Il m’avait jeté par terre il y a une dizaine d’années lorsqu’il a carrément cessé de fumer, avouant en plus que ce n’était pas si difficile. Toutefois, ça n’a duré que quelques mois. 

Revenant de la Floride, il avait dit à son épouse de prendre l’avion, qu’il remonterait la voiture tout seul. Dès qu’il eut déposé Lise à l’aéroport, il est allé s’acheter des cigarettes et il s’est tapé la route tout seul.

SEUL

Autant Guy aimait rencontrer le monde, les partisans, le grand public, autant il adorait la solitude. Seul en hélico, seul à la pêche, seul à la chasse ou seul pour aller voir Pierrette, sa mère, et ses sœurs à Thurso. 
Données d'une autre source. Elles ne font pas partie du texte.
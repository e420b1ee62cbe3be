//! Deterministic random number generation.
//!
//! The original photon-counting experiment used an unseeded process-wide
//! generator. Here the random source is caller-owned and explicitly injected
//! into the trial counter, so tests can pin a seed and production runs can
//! draw one from OS entropy while still reporting it.
//!
//! # Reproducibility Guarantee
//!
//! Given the same seed, all random number sequences are bitwise-identical
//! across runs and platforms.

use rand::prelude::*;
use rand_pcg::Pcg64;

/// Deterministic, reproducible random number generator.
///
/// Based on PCG (Permuted Congruential Generator) which provides:
/// - Excellent statistical properties
/// - Fast generation
/// - Predictable sequences from seed
#[derive(Debug, Clone)]
pub struct SimRng {
    /// Seed for reproducibility.
    seed: u64,
    /// Internal PCG state.
    rng: Pcg64,
}

impl SimRng {
    /// Create a new RNG with the given seed.
    #[must_use]
    pub fn new(seed: u64) -> Self {
        Self {
            seed,
            rng: Pcg64::seed_from_u64(seed),
        }
    }

    /// Create an RNG seeded from OS entropy.
    ///
    /// The drawn seed is retained and can be read back via [`Self::seed`],
    /// so a run can always be replayed.
    #[must_use]
    pub fn from_entropy() -> Self {
        Self::new(rand::random())
    }

    /// Get the seed this generator was created with.
    #[must_use]
    pub const fn seed(&self) -> u64 {
        self.seed
    }

    /// Generate a random f64 in [0, 1).
    pub fn gen_f64(&mut self) -> f64 {
        self.rng.gen()
    }

    /// Perform one Bernoulli trial: a uniform draw in [0, 1) compared
    /// against the success probability.
    pub fn bernoulli(&mut self, p: f64) -> bool {
        self.gen_f64() < p
    }

    /// Generate n random f64 samples in [0, 1).
    #[must_use]
    pub fn sample_n(&mut self, n: usize) -> Vec<f64> {
        (0..n).map(|_| self.gen_f64()).collect()
    }
}


#[cfg(test)]
mod proptests {
    use super::*;
    use proptest::prelude::*;

    proptest! {
        /// Falsification test: reproducibility holds for any seed.
        #[test]
        fn prop_reproducibility(seed in 0u64..u64::MAX) {
            let mut rng1 = SimRng::new(seed);
            let mut rng2 = SimRng::new(seed);

            let seq1: Vec<f64> = (0..100).map(|_| rng1.gen_f64()).collect();
            let seq2: Vec<f64> = (0..100).map(|_| rng2.gen_f64()).collect();

            prop_assert_eq!(seq1, seq2);
        }

        /// Falsification test: values in [0, 1) for any seed.
        #[test]
        fn prop_unit_interval(seed in 0u64..u64::MAX) {
            let mut rng = SimRng::new(seed);

            for _ in 0..100 {
                let v = rng.gen_f64();
                prop_assert!(v >= 0.0 && v < 1.0, "Value {} not in [0, 1)", v);
            }
        }
    }
}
Quand il était petit, très tôt le matin avant d’aller à l’école, il partait seul, il déplaçait une planche sur le côté de l’aréna, il enfilait ses patins et il s’entraînait tout en solo avec une seule rondelle. 

Souvent, on parle du grand talent de Guy Lafleur, mais peu savent qu’il a commencé à s’aguerrir très jeune, et encore là, dans la solitude. Il multipliait les exercices pour les jambes, les bras, le dos.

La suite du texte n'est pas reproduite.